As @mathguy said, this seems a bit unusual; and you might actually to leave the column as a native date and have your application or reporting tool or whatever format it for you. It depends what exactly you're doing, and whether you actually want a string value directly from the query.

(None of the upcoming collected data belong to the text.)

//! Location divider (spec §4.3): splits both operands' curves at every
//! intersection parameter and threads the intersection chain through the
//! segments that result.

use crate::arena::{Arena, SegId};
use crate::consts::CURVETIME_EPSILON;
use crate::intersection::{Intersections, LocId, Operand};
use rustc_hash::FxHashSet;

/// Maps a finder's flat `curve_index` (per operand) back to the working
/// `(path_idx, pos)` it originally denoted. This mapping never changes
/// during division: a split always inserts the new segment *after* the
/// position that started the curve, so that position keeps denoting
/// "the not-yet-divided remainder of this curve, from t=0 up to whatever
/// has already been split off at its far end".
struct CurveIndex {
	table_a: Vec<(usize, usize)>,
	table_b: Vec<(usize, usize)>,
}

impl CurveIndex {
	fn build(arena: &Arena) -> Self {
		let mut table_a = Vec::new();
		let mut table_b = Vec::new();
		for (path_idx, path) in arena.paths.iter().enumerate() {
			let count = if path.closed { path.segments.len() } else { path.segments.len().saturating_sub(1) };
			let table = match path.operand {
				Operand::A => &mut table_a,
				Operand::B => &mut table_b,
			};
			for pos in 0..count {
				table.push((path_idx, pos));
			}
		}
		CurveIndex { table_a, table_b }
	}

	fn lookup(&self, operand: Operand, curve_index: usize) -> (usize, usize) {
		match operand {
			Operand::A => self.table_a[curve_index],
			Operand::B => self.table_b[curve_index],
		}
	}
}

/// Divides every location in `intersections` into the working arena,
/// splicing a new segment wherever a location's `time` falls strictly
/// inside a curve, and re-pointing the location at the resulting (or
/// pre-existing) segment. After this call, `loc.time == 0.0` for every
/// location passing `include`, `loc.segment` names that segment, and
/// `arena.data(seg).intersection` reaches the chain of every location
/// sharing that segment.
///
/// Locations rejected by `include` (spec §4.3: e.g. a tangential touch
/// that isn't a genuine crossing or overlap) are left in place — not
/// divided, not linked into any segment's chain.
pub fn divide_locations(arena: &mut Arena, intersections: &mut Intersections, include: impl Fn(&crate::intersection::CurveLocation) -> bool) {
	let index = CurveIndex::build(arena);

	// Sort by (operand, curve_index, time) descending: walking a curve's
	// locations back-to-front means each split only ever shortens the
	// *already-processed* tail, so earlier (smaller-time) locations keep
	// referring to a valid, not-yet-divided prefix. Descending on
	// curve_index matters just as much as descending on time: `divide_at`
	// inserts the new segment right after the split position in the same
	// path's live `Vec`, shifting every later position in that path by one,
	// so a not-yet-processed curve_index in the same path must still be
	// higher than the one just split, or its snapshot position is stale.
	let mut ids: Vec<LocId> = intersections.locations.keys().filter(|&id| include(&intersections.locations[id])).collect();
	ids.sort_by(|&a, &b| {
		let la = &intersections.locations[a];
		let lb = &intersections.locations[b];
		let key_a = (op_rank(la.operand), la.curve_index);
		let key_b = (op_rank(lb.operand), lb.curve_index);
		key_b.cmp(&key_a).then(lb.time.partial_cmp(&la.time).unwrap())
	});

	let mut last_curve: Option<(Operand, usize)> = None;
	let mut prev_raw_time = 1.0_f64;

	for id in ids {
		let (operand, curve_index, raw_time) = {
			let loc = &intersections.locations[id];
			(loc.operand, loc.curve_index, loc.time)
		};

		let same_curve = last_curve == Some((operand, curve_index));
		let local_time = if same_curve && prev_raw_time > CURVETIME_EPSILON { raw_time / prev_raw_time } else { raw_time };

		let (path_idx, pos) = index.lookup(operand, curve_index);

		let seg = if local_time < CURVETIME_EPSILON {
			arena.seg_id_at(path_idx, pos)
		} else if local_time > 1.0 - CURVETIME_EPSILON {
			let next_pos = arena.next_pos(path_idx, pos).unwrap_or(pos);
			arena.seg_id_at(path_idx, next_pos)
		} else {
			arena.divide_at(path_idx, pos, local_time)
		};

		// The first location of an overlap pair (raw time 0, per the
		// whole-curve overlap detection in `intersection::overlap_range`)
		// names the segment whose outgoing curve *is* the coincident run —
		// flag it so the tracer can admit a unite-operator winding-2
		// boundary that only exists because two input edges coincide
		// exactly (spec §4.6's `Unite` contour exception).
		if intersections.locations[id].overlap && raw_time < CURVETIME_EPSILON {
			arena.data_mut(seg).contour = true;
		}

		intersections.locations[id].time = 0.0;
		intersections.locations[id].segment = Some(seg);
		link_segment_chain(arena, intersections, seg, id);

		last_curve = Some((operand, curve_index));
		prev_raw_time = raw_time;
	}
}

fn op_rank(op: Operand) -> u8 {
	match op {
		Operand::A => 0,
		Operand::B => 1,
	}
}

/// Splices `loc` into the intersection chain anchored at `segment`'s side
/// table, fanning it out across every location already in that chain so
/// every pair becomes mutually reachable (`linkIntersections`'s closure
/// requirement in the spec).
fn link_segment_chain(arena: &mut Arena, intersections: &mut Intersections, segment: SegId, loc: LocId) {
	match arena.data(segment).intersection {
		None => {
			arena.data_mut(segment).intersection = Some(loc);
		}
		Some(head) => {
			link_intersections(intersections, head, loc);
			let mut cursor = Some(head);
			let mut seen = FxHashSet::default();
			while let Some(cur) = cursor {
				if !seen.insert(cur) {
					break;
				}
				if let Some(partner) = intersections.locations[cur].intersection {
					if partner != loc {
						link_intersections(intersections, partner, head);
					}
				}
				cursor = intersections.locations[cur].next;
			}
		}
	}
}

/// No-op if `from == to` or `to` is already reachable from `from` by
/// walking `next`. Otherwise splices `to`'s chain onto the end of
/// `from`'s chain.
fn link_intersections(intersections: &mut Intersections, from: LocId, to: LocId) {
	if from == to {
		return;
	}
	let mut cursor = Some(from);
	while let Some(cur) = cursor {
		if cur == to {
			return;
		}
		cursor = intersections.locations[cur].next;
	}

	let mut end = from;
	while let Some(next) = intersections.locations[end].next {
		end = next;
	}
	let mut start = to;
	while let Some(prev) = intersections.locations[start].previous {
		start = prev;
	}
	if end == start {
		return;
	}
	intersections.locations[end].next = Some(start);
	intersections.locations[start].previous = Some(end);
}

#[cfg(test)]
mod tests {
	use super::*;
	use crate::intersection::find_intersections;
	use crate::path::Segment;
	use kurbo::{ParamCurveArclen, Point};

	fn unit_square(x0: f64, y0: f64, x1: f64, y1: f64) -> Vec<Segment> {
		vec![Segment::new(Point::new(x0, y0)), Segment::new(Point::new(x1, y0)), Segment::new(Point::new(x1, y1)), Segment::new(Point::new(x0, y1))]
	}

	/// Regression test for a sort-order bug: two overlapping squares
	/// produce two intersections on the *same* path of operand A (on its
	/// curve_index 1 and curve_index 2, per spec scenario 2). Dividing
	/// curve_index 1 before curve_index 2 shifts curve_index 2's
	/// snapshotted position in the live segment `Vec`, corrupting which
	/// curve the second location actually splits. A correct descending
	/// sort keeps operand A's perimeter and bounding box intact after
	/// division; the bug would shorten the perimeter and shrink the box.
	#[test]
	fn dividing_two_locations_on_the_same_path_does_not_corrupt_later_curves() {
		let a = unit_square(0.0, 0.0, 100.0, 100.0);
		let b = unit_square(50.0, 50.0, 150.0, 150.0);

		let mut arena = Arena::new();
		arena.push_path(&a, true, Operand::A);
		arena.push_path(&b, true, Operand::B);

		let curves_a = arena.curves_for(Operand::A);
		let curves_b = arena.curves_for(Operand::B);
		let mut intersections = find_intersections(&curves_a, &curves_b, false);
		divide_locations(&mut arena, &mut intersections, |loc| loc.overlap || loc.crossing);

		let path_a = arena.to_path(0);
		let bounds = path_a.bounds();
		assert!((bounds.x0 - 0.0).abs() < 1e-6, "operand A's left edge must stay at x=0, got {bounds:?}");
		assert!((bounds.y0 - 0.0).abs() < 1e-6, "operand A's bottom edge must stay at y=0, got {bounds:?}");
		assert!((bounds.x1 - 100.0).abs() < 1e-6, "operand A's right edge must stay at x=100, got {bounds:?}");
		assert!((bounds.y1 - 100.0).abs() < 1e-6, "operand A's top edge must stay at y=100, got {bounds:?}");

		let perimeter: f64 = path_a.curves().map(|c| c.arclen(1e-9)).sum();
		assert!((perimeter - 400.0).abs() < 1e-3, "dividing should not change operand A's perimeter, got {perimeter}");
	}
}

As your updated question now doesn't have that pseudo-timezone, it's now even simpler, but the same idea:

select to_char(sysdate, 'DD-Mon-YYYY "T"HH24:MI:SS') from dual;

14-Feb-2018 T20:17:50

If you're working with a data type that knows about time zones - i.e. not a plain DATE or TIMESTAMP - you can include those in the formatting using the appropriate model elements:

select to_char(systimestamp, 'DD-Mon-YYYY "T"HH24:MI:SSTZH:TZM') from dual;

14-Feb-2018 T20:24:58+00:00

which happens to still show +00:00 because my system is in the UK. With a different value it shows something appropriate:

alter session set time_zone = 'AMERICA/NEW_YORK';
select to_char(current_timestamp, 'DD-Mon-YYYY "T"HH24:MI:SSTZH:TZM') from dual;

14-Feb-2018 T15:28:57-05:00

Notice now I'm using systimestamp and current_timestamp, which are TZ-aware, and not sysdate or current_date which are not - you'l get an error if you try to get the TZH or TZM elements from those.

answered 3 months ago mathguy #2

The format you are requesting doesn't make much sense. +00:00 is the time zone offset (otherwise what is it?) but in Oracle the DATE data type does not know about time zones. Only the Oracle data type TIMESTAMP WITH TIME ZONE should be formatted that way in Oracle.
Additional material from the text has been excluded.